France / 77 ans après Houphouët, une Ivoirienne siège au palais Bourbon : Tout sur la victoire de Rachel Kéké

La Franco-ivoirienne Rachel Kéké, 47 ans, candidate de la Nouvelle union populaire écologique et sociale (NUPES), coalition de la gauche française, a été élue députée de la 7e circonscription du Val-de-Marne (Grand Paris, région Ile-de-France). Elle est arrivée en tête du second tour des élections législatives du dimanche 19 juin 2022 face à l’ancienne ministre des Sports, Roxana Maracineanu, candidate d’Ensemble !, parti politique du chef de l’Etat français Emmanuel Macron.

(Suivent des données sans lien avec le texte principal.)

//! Seedhub Core - Download Client Control Plane
//!
//! This crate provides the unified control plane over multiple download
//! client backends (ED2K-style and BitTorrent). It handles instance
//! connection lifecycles, snapshot aggregation, categories, durable
//! moves, and download history.

mod adapter;
mod category;
mod error;
mod mover;
mod poller;
mod registry;
mod sequencer;
mod storage;
mod swarm_cache;

pub use adapter::*;
pub use category::*;
pub use error::*;
pub use mover::*;
pub use poller::*;
pub use registry::*;
pub use sequencer::*;
pub use storage::*;
pub use swarm_cache::*;

use seedhub_types::{
    ClientInstance, CoreEvent, DeleteOptions, DeleteOutcome, HistoryEntry, LabelOptions,
    MoveOperation, SeedhubConfig, Snapshot, SwarmEntry,
};
use std::collections::HashSet;
use std::path::PathBuf;
use std::sync::Arc;
use std::time::Duration;
use tokio::sync::broadcast;
use tracing::{info, warn};
use uuid::Uuid;

/// The main Seedhub core instance
pub struct SeedhubCore {
    /// Database connection
    pub storage: Storage,
    /// Configured backend instances
    pub registry: Arc<InstanceRegistry>,
    /// Canonical category store
    pub categories: Arc<CategoryStore>,
    /// Durable move operations
    pub mover: Arc<MoveOrchestrator>,
    /// Ephemeral tracker/peer cache
    pub swarm: Arc<SwarmCache>,
    /// Event broadcaster
    event_tx: broadcast::Sender<CoreEvent>,
    /// Aggregation loop
    aggregation: Arc<AggregationLoop>,
    /// Current configuration
    config: parking_lot::RwLock<SeedhubConfig>,
    /// Background loop handles, live between start() and shutdown()
    tasks: parking_lot::Mutex<Vec<tokio::task::JoinHandle<()>>>,
}

impl SeedhubCore {
    /// Create a new SeedhubCore instance.
    ///
    /// Opens persistence under `data_dir`, builds the instance registry
    /// from configuration and loads the category store. No backend
    /// session is opened and no background loop runs until `start()`.
    pub async fn new(
        data_dir: PathBuf,
        config: SeedhubConfig,
        factory: Arc<dyn AdapterFactory>,
    ) -> Result<Self, SeedhubError> {
        let storage = Storage::new(data_dir.join("seedhub.db")).await?;
        let (event_tx, _) = broadcast::channel(1000);

        let registry = Arc::new(InstanceRegistry::new(
            factory,
            Duration::from_secs(config.reconnect_delay_secs),
            event_tx.clone(),
        ));
        registry.rebuild(&config.instances).await?;

        let categories = Arc::new(
            CategoryStore::load(storage.clone(), &config.categories, event_tx.clone()).await?,
        );
        let mover = Arc::new(MoveOrchestrator::new(
            storage.clone(),
            registry.clone(),
            categories.clone(),
            event_tx.clone(),
        ));
        let aggregation = Arc::new(AggregationLoop::new(
            registry.clone(),
            storage.clone(),
            event_tx.clone(),
        ));

        Ok(Self {
            storage,
            registry,
            categories,
            mover,
            swarm: Arc::new(SwarmCache::new()),
            event_tx,
            aggregation,
            config: parking_lot::RwLock::new(config),
            tasks: parking_lot::Mutex::new(Vec::new()),
        })
    }

    /// Bring the core online: connect enabled instances, recover any
    /// interrupted move operations, then spawn the aggregation and swarm
    /// refresh loops.
    pub async fn start(&self) -> Result<(), SeedhubError> {
        self.registry.connect_enabled().await;

        let recovered = self.mover.recover().await?;
        if !recovered.is_empty() {
            info!("Recovered {} interrupted move operations", recovered.len());
        }

        let (poll_interval, swarm_refresh) = {
            let config = self.config.read();
            (
                Duration::from_secs(config.poll_interval_secs),
                Duration::from_secs(config.swarm_refresh_secs),
            )
        };
        self.spawn_loops(poll_interval, swarm_refresh);
        Ok(())
    }

    fn spawn_loops(&self, poll_interval: Duration, swarm_refresh: Duration) {
        let mut tasks = self.tasks.lock();
        tasks.push(tokio::spawn(
            self.aggregation.clone().run(poll_interval),
        ));
        tasks.push(tokio::spawn(self.swarm.clone().run_refresh_loop(
            self.registry.clone(),
            swarm_refresh,
        )));
    }

    /// Stop background loops and close all backend sessions
    pub async fn shutdown(&self) {
        for task in self.tasks.lock().drain(..) {
            task.abort();
        }
        self.registry.shutdown().await;
        info!("Core shut down");
    }

    /// Apply a new configuration: the instance set is rebuilt wholesale,
    /// swarm cache entries of removed instances are dropped, and the
    /// running loops are respawned so new intervals take effect.
    pub async fn reload(&self, config: SeedhubConfig) -> Result<(), SeedhubError> {
        self.registry
            .set_reconnect_delay(Duration::from_secs(config.reconnect_delay_secs));
        self.registry.rebuild(&config.instances).await?;
        self.registry.connect_enabled().await;

        let live: HashSet<String> = config.instances.iter().map(|i| i.id.clone()).collect();
        self.swarm.retain_instances(&live).await;

        let was_running = {
            let mut tasks = self.tasks.lock();
            let running = !tasks.is_empty();
            for task in tasks.drain(..) {
                task.abort();
            }
            running
        };
        if was_running {
            self.spawn_loops(
                Duration::from_secs(config.poll_interval_secs),
                Duration::from_secs(config.swarm_refresh_secs),
            );
        }

        *self.config.write() = config;
        info!("Configuration reloaded");
        Ok(())
    }

    /// Subscribe to core events
    pub fn subscribe(&self) -> broadcast::Receiver<CoreEvent> {
        self.event_tx.subscribe()
    }

    /// Emit an event
    pub fn emit(&self, event: CoreEvent) {
        let _ = self.event_tx.send(event);
    }

    // ========================================================================
    // Instance Operations
    // ========================================================================

    /// All configured instances with their connection state
    pub async fn instances(&self) -> Vec<ClientInstance> {
        self.registry
            .all()
            .await
            .iter()
            .map(|h| h.client_instance())
            .collect()
    }

    /// Run one aggregation pass immediately instead of waiting for the
    /// next scheduled tick
    pub async fn poll_now(&self) -> Option<Snapshot> {
        self.aggregation.tick().await
    }

    // ========================================================================
    // Download Operations
    // ========================================================================

    /// Delete an item from its backend and record the deletion in history
    pub async fn delete_download(
        &self,
        hash: &str,
        instance_id: &str,
        options: DeleteOptions,
    ) -> Result<DeleteOutcome, SeedhubError> {
        let handle = self
            .registry
            .get(instance_id)
            .await
            .ok_or_else(|| SeedhubError::NotFound(format!("Instance: {}", instance_id)))?;

        let adapter = handle.adapter().clone();
        let delete_hash = hash.to_string();
        let outcome = handle
            .sequencer()
            .run(async move { adapter.delete_item(&delete_hash, &options).await })
            .await?;

        if let Err(e) = self.storage.mark_history_deleted(hash, instance_id).await {
            warn!("Failed to record deletion of {} in history: {}", hash, e);
        }
        Ok(outcome)
    }

    /// Change an item's category. Relocates its files when the resolved
    /// destination differs from where the item currently lives; returns
    /// the move operation in that case.
    pub async fn set_download_category(
        &self,
        hash: &str,
        instance_id: &str,
        category: &str,
    ) -> Result<Option<MoveOperation>, SeedhubError> {
        self.mover.change_category(hash, instance_id, category).await
    }

    /// Assign a label and/or priority without touching files
    pub async fn set_download_label(
        &self,
        hash: &str,
        instance_id: &str,
        options: LabelOptions,
    ) -> Result<(), SeedhubError> {
        let handle = self
            .registry
            .get(instance_id)
            .await
            .ok_or_else(|| SeedhubError::NotFound(format!("Instance: {}", instance_id)))?;

        let adapter = handle.adapter().clone();
        let label_hash = hash.to_string();
        handle
            .sequencer()
            .run(async move { adapter.set_item_category(&label_hash, &options).await })
            .await
    }

    // ========================================================================
    // Category Operations
    // ========================================================================

    /// Create a category and propagate it to every connected backend
    /// with native category support
    pub async fn create_category(
        &self,
        name: &str,
        path: PathBuf,
        options: seedhub_types::CategoryOptions,
    ) -> Result<seedhub_types::Category, SeedhubError> {
        let category = self.categories.create(name, path, options).await?;
        for handle in self.registry.connected().await {
            if let Err(e) = self.categories.ensure_on_backend(&handle, name).await {
                warn!(
                    "Could not propagate category {} to instance {}: {}",
                    name,
                    handle.id(),
                    e
                );
            }
        }
        Ok(category)
    }

    /// Edit a category's path, color, priority or path mappings, and
    /// push the re-resolved path to every connected backend with native
    /// category support
    pub async fn edit_category(
        &self,
        name: &str,
        options: seedhub_types::CategoryOptions,
    ) -> Result<seedhub_types::Category, SeedhubError> {
        let category = self.categories.edit(name, options).await?;
        for handle in self.registry.connected().await {
            let path = self
                .categories
                .resolve_path(name, &handle)
                .await
                .ok()
                .flatten();
            let adapter = handle.adapter().clone();
            let edit_name = name.to_string();
            let result = handle
                .sequencer()
                .run(async move { adapter.edit_category(&edit_name, path.as_deref()).await })
                .await;
            if let Err(e) = result {
                warn!(
                    "Could not propagate category edit to instance {}: {}",
                    handle.id(),
                    e
                );
            }
        }
        Ok(category)
    }

    /// Delete a category locally and on every connected backend.
    /// `Default` cannot be deleted.
    pub async fn delete_category(&self, name: &str) -> Result<(), SeedhubError> {
        self.categories.delete(name).await?;
        for handle in self.registry.connected().await {
            let adapter = handle.adapter().clone();
            let delete_name = name.to_string();
            let result = handle
                .sequencer()
                .run(async move { adapter.delete_category(&delete_name).await })
                .await;
            if let Err(e) = result {
                warn!(
                    "Could not delete category on instance {}: {}",
                    handle.id(),
                    e
                );
            }
        }
        Ok(())
    }

    /// Rename a category. `Default` cannot be renamed.
    pub async fn rename_category(
        &self,
        old_name: &str,
        new_name: &str,
    ) -> Result<seedhub_types::Category, SeedhubError> {
        let category = self.categories.rename(old_name, new_name).await?;
        for handle in self.registry.connected().await {
            let adapter = handle.adapter().clone();
            let old = old_name.to_string();
            let new = new_name.to_string();
            let result = handle
                .sequencer()
                .run(async move { adapter.rename_category(&old, &new).await })
                .await;
            if let Err(e) = result {
                warn!(
                    "Could not rename category on instance {}: {}",
                    handle.id(),
                    e
                );
            }
        }
        Ok(category)
    }

    // ========================================================================
    // Move Operations
    // ========================================================================

    /// Retry a failed move operation
    pub async fn retry_move(&self, id: Uuid) -> Result<MoveOperation, SeedhubError> {
        self.mover.retry(id).await
    }

    /// All move operations currently in the failed state
    pub async fn failed_moves(&self) -> Result<Vec<MoveOperation>, SeedhubError> {
        self.mover.failed_operations().await
    }

    // ========================================================================
    // Swarm Metadata
    // ========================================================================

    /// Cached tracker/peer data for one item
    pub async fn swarm_entry(&self, instance_id: &str, hash: &str) -> Option<SwarmEntry> {
        self.swarm.get(instance_id, hash).await
    }

    /// All cached tracker/peer data for one instance
    pub async fn swarm_entries(&self, instance_id: &str) -> Vec<SwarmEntry> {
        self.swarm.entries_for(instance_id).await
    }

    // ========================================================================
    // History
    // ========================================================================

    /// Download history rows for one instance, newest first
    pub async fn history(&self, instance_id: &str) -> Result<Vec<HistoryEntry>, SeedhubError> {
        self.storage.load_history(instance_id).await
    }
}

Rachel Kéké est la deuxième ressortissante de Côte d’Ivoire a siégé au Palais Bourbon (Assemblée nationale française) après Félix Houphouët-Boigny, premier chef de l’Etat de Côte d’Ivoire, qui fut député français pendant 14 ans, de 1945 à 1959.

 

Née à Abidjan, en Côte d’Ivoire, elle est arrivée en France à 26 ans, en 2000, après le coup d’Etat militaire qui a renversé Henri Konan Bédié. Elle a d’abord été coiffeuse, femme de chambre, puis gouvernante, avant d’être naturalisée en 2015. Rachel Kéké est l’épouse de l’artiste- chanteur de  Zouglou, Bobby Yodé (ZIOH -PINH), membre de l’ex-groupe « Les potes de la rue ». Le zouglou est un rythme urbain ivoirien très en vogue né depuis une trentaine d’années.

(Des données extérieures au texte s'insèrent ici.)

//! The fingerprint engine: validated configuration plus a hash strategy.

use std::time::{Duration, Instant};

use canonical::strip_whitespace_lowercase;
use tracing::{debug, warn};

use crate::config::{PerceptualError, WinnowConfig, WinnowMode, DEFAULT_WINDOW_SIZE};
use crate::fingerprint::{Fingerprint, WinnowParams};
use crate::hash::{HashReducer, Md5Reducer};
use crate::shingles::{char_ngram_hashes, word_ngram_hashes, NGramUnit};
use crate::winnow::{winnow, winnow_robust};

/// Computes winnowing fingerprints for text.
///
/// The engine owns an immutable [`WinnowConfig`] and a [`HashReducer`]. It
/// keeps no per-call state, so one instance can be reused for any number of
/// documents and shared across threads when `H` allows it.
///
/// ```
/// use perceptual::FingerprintEngine;
///
/// let engine = FingerprintEngine::default();
/// let a = engine.fingerprint_chars("The quick brown fox jumps over the lazy dog");
/// let b = engine.fingerprint_chars("the QUICK brown fox\njumps over the lazy dog");
/// assert_eq!(a, b);
/// ```
#[derive(Debug, Clone)]
pub struct FingerprintEngine<H = Md5Reducer> {
    config: WinnowConfig,
    window_size: usize,
    reducer: H,
}

impl FingerprintEngine<Md5Reducer> {
    /// Engine with the MD5 reducer and the given thresholds.
    ///
    /// Fails with [`PerceptualError::InvalidConfiguration`] when
    /// `noise_threshold > min_detected_length`.
    pub fn new(min_detected_length: usize, noise_threshold: usize) -> Result<Self, PerceptualError> {
        Self::from_config(
            WinnowConfig::new()
                .with_min_detected_length(min_detected_length)
                .with_noise_threshold(noise_threshold),
        )
    }

    /// Engine with the MD5 reducer and an explicit configuration.
    pub fn from_config(config: WinnowConfig) -> Result<Self, PerceptualError> {
        Self::with_reducer(config, Md5Reducer)
    }
}

impl Default for FingerprintEngine<Md5Reducer> {
    /// t=8, k=4, window of 5, MD5 reducer.
    fn default() -> Self {
        Self {
            config: WinnowConfig::default(),
            window_size: DEFAULT_WINDOW_SIZE,
            reducer: Md5Reducer,
        }
    }
}

impl<H: HashReducer> FingerprintEngine<H> {
    /// Engine with an injected hash strategy.
    pub fn with_reducer(config: WinnowConfig, reducer: H) -> Result<Self, PerceptualError> {
        let window_size = match config.window_size() {
            Ok(window_size) => window_size,
            Err(err) => {
                warn!(
                    min_detected_length = config.min_detected_length,
                    noise_threshold = config.noise_threshold,
                    error = %err,
                    "engine_config_rejected"
                );
                return Err(err);
            }
        };
        Ok(Self {
            config,
            window_size,
            reducer,
        })
    }

    /// Fingerprint over word n-grams.
    ///
    /// The text is not normalized: words are split on spaces and hashed with
    /// their original case and punctuation.
    pub fn fingerprint_words(&self, text: &str) -> Fingerprint {
        let start = Instant::now();
        let hashes = word_ngram_hashes(text, self.config.min_detected_length, &self.reducer);
        self.select(NGramUnit::Words, text.len(), &hashes, start)
    }

    /// Fingerprint over character n-grams of the whitespace-free, lowercased
    /// text.
    pub fn fingerprint_chars(&self, text: &str) -> Fingerprint {
        let start = Instant::now();
        let normalized = strip_whitespace_lowercase(text);
        let hashes = char_ngram_hashes(&normalized, self.config.min_detected_length, &self.reducer);
        self.select(NGramUnit::Characters, text.len(), &hashes, start)
    }

    pub fn fingerprint(&self, text: &str, unit: NGramUnit) -> Fingerprint {
        match unit {
            NGramUnit::Characters => self.fingerprint_chars(text),
            NGramUnit::Words => self.fingerprint_words(text),
        }
    }

    /// Minimum detected length and derived window size.
    pub fn params(&self) -> WinnowParams {
        WinnowParams {
            min_detected_length: self.config.min_detected_length,
            window_size: self.window_size,
        }
    }

    pub fn config(&self) -> &WinnowConfig {
        &self.config
    }

    pub fn reducer(&self) -> &H {
        &self.reducer
    }

    fn select(&self, unit: NGramUnit, input_len: usize, hashes: &[u32], start: Instant) -> Fingerprint {
        let fingerprint = match self.config.mode {
            WinnowMode::PerWindowMin => winnow(hashes, self.window_size),
            WinnowMode::Robust => winnow_robust(hashes, self.window_size)
                .into_iter()
                .map(|picked| picked.hash)
                .collect(),
        };
        debug!(
            unit = %unit,
            mode = %self.config.mode,
            input_len,
            ngrams = hashes.len(),
            fingerprint_len = fingerprint.len(),
            elapsed_micros = saturating_micros(start.elapsed()),
            "fingerprint_success"
        );
        fingerprint
    }
}

fn saturating_micros(elapsed: Duration) -> u64 {
    u64::try_from(elapsed.as_micros()).unwrap_or(u64::MAX)
}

Rachel Kéké se définit comme une « guerrière » et veut « faire du bruit » au palais Bourbon : porte-parole de la longue grève des femmes de chambre de l’Ibis Batignolles, elle va bien pousser les portes de l’Assemblée pour y porter la voix des travailleurs « invisibles ».

 

Elle est sans doute la plus emblématique des figures issues des luttes syndicales et associatives que la coalition de gauche entende mettre en avant dans ces élections. « C’est ce que j’appelle une leader de masse », dit d’elle le député LFI Éric Coquerel. « Elle a quelque chose qui magnétise, elle est forte, elle a les mots justes, elle n’a pas besoin de lire » lors de ses prises de parole, déroule-t-il.

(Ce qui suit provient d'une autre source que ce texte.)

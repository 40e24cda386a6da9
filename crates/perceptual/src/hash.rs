//! Hash reduction strategies.
//!
//! Every n-gram is reduced to a small integer before winnowing. The reduction
//! is a strategy injected into [`crate::FingerprintEngine`]: fingerprints are
//! only comparable when both sides used the same reducer.

use std::sync::Arc;

use xxhash_rust::xxh3::xxh3_64_with_seed;

/// Bound of the default reducers: values fall in `[0, DEFAULT_HASH_MODULUS)`.
pub const DEFAULT_HASH_MODULUS: u32 = 10_000;

/// Maps an n-gram to a non-negative integer.
///
/// Implementations must be pure: the same token always reduces to the same
/// value.
pub trait HashReducer: Send + Sync {
    fn reduce(&self, token: &str) -> u32;
}

/// MD5-based reducer; the default strategy.
///
/// The first four bytes of the MD5 digest of the token's UTF-8 bytes are read
/// as a little-endian `i32`, and the result is the absolute value of its
/// truncated remainder by 10000. Values are always in `[0, 9999]`.
#[derive(Debug, Clone, Copy, Default, PartialEq, Eq)]
pub struct Md5Reducer;

impl HashReducer for Md5Reducer {
    fn reduce(&self, token: &str) -> u32 {
        let digest = md5::compute(token.as_bytes());
        let head = i32::from_le_bytes([digest.0[0], digest.0[1], digest.0[2], digest.0[3]]);
        (head % DEFAULT_HASH_MODULUS as i32).unsigned_abs()
    }
}

/// Seeded XXH3-64 reduced modulo a configurable bound.
///
/// Much faster than [`Md5Reducer`], but its values are unrelated to it, so
/// fingerprints from the two reducers must never be compared.
#[derive(Debug, Clone, Copy, PartialEq, Eq)]
pub struct Xxh3Reducer {
    seed: u64,
    modulus: u32,
}

impl Xxh3Reducer {
    pub fn new(seed: u64) -> Self {
        Self {
            seed,
            modulus: DEFAULT_HASH_MODULUS,
        }
    }

    /// Set the reduction bound. A modulus of 0 is treated as 1.
    pub fn with_modulus(mut self, modulus: u32) -> Self {
        self.modulus = modulus.max(1);
        self
    }

    pub fn seed(&self) -> u64 {
        self.seed
    }

    pub fn modulus(&self) -> u32 {
        self.modulus
    }
}

impl Default for Xxh3Reducer {
    fn default() -> Self {
        Self::new(0)
    }
}

impl HashReducer for Xxh3Reducer {
    fn reduce(&self, token: &str) -> u32 {
        let h = xxh3_64_with_seed(token.as_bytes(), self.seed);
        (h % u64::from(self.modulus)) as u32
    }
}

/// Adapts a plain function or closure into a [`HashReducer`].
///
/// ```
/// use perceptual::{FnReducer, HashReducer};
///
/// let by_len = FnReducer(|token: &str| token.len() as u32);
/// assert_eq!(by_len.reduce("abcd"), 4);
/// ```
#[derive(Debug, Clone, Copy)]
pub struct FnReducer<F>(pub F);

impl<F> HashReducer for FnReducer<F>
where
    F: Fn(&str) -> u32 + Send + Sync,
{
    fn reduce(&self, token: &str) -> u32 {
        (self.0)(token)
    }
}

impl<H: HashReducer + ?Sized> HashReducer for &H {
    fn reduce(&self, token: &str) -> u32 {
        (**self).reduce(token)
    }
}

impl<H: HashReducer + ?Sized> HashReducer for Box<H> {
    fn reduce(&self, token: &str) -> u32 {
        (**self).reduce(token)
    }
}

impl<H: HashReducer + ?Sized> HashReducer for Arc<H> {
    fn reduce(&self, token: &str) -> u32 {
        (**self).reduce(token)
    }
}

C’est lors des 22 mois de grève des femmes de chambre de l’hôtel Ibis Batignolles à Paris, pendant lesquels Rachel Kéké portait les revendications de ses collègues, qu’Éric Coquerel a fait sa connaissance. Entre 2019 et 2021, cette militante CGT s’est mobilisée pour améliorer les salaires et les conditions de travail des femmes de ménage face au « mépris » de la direction.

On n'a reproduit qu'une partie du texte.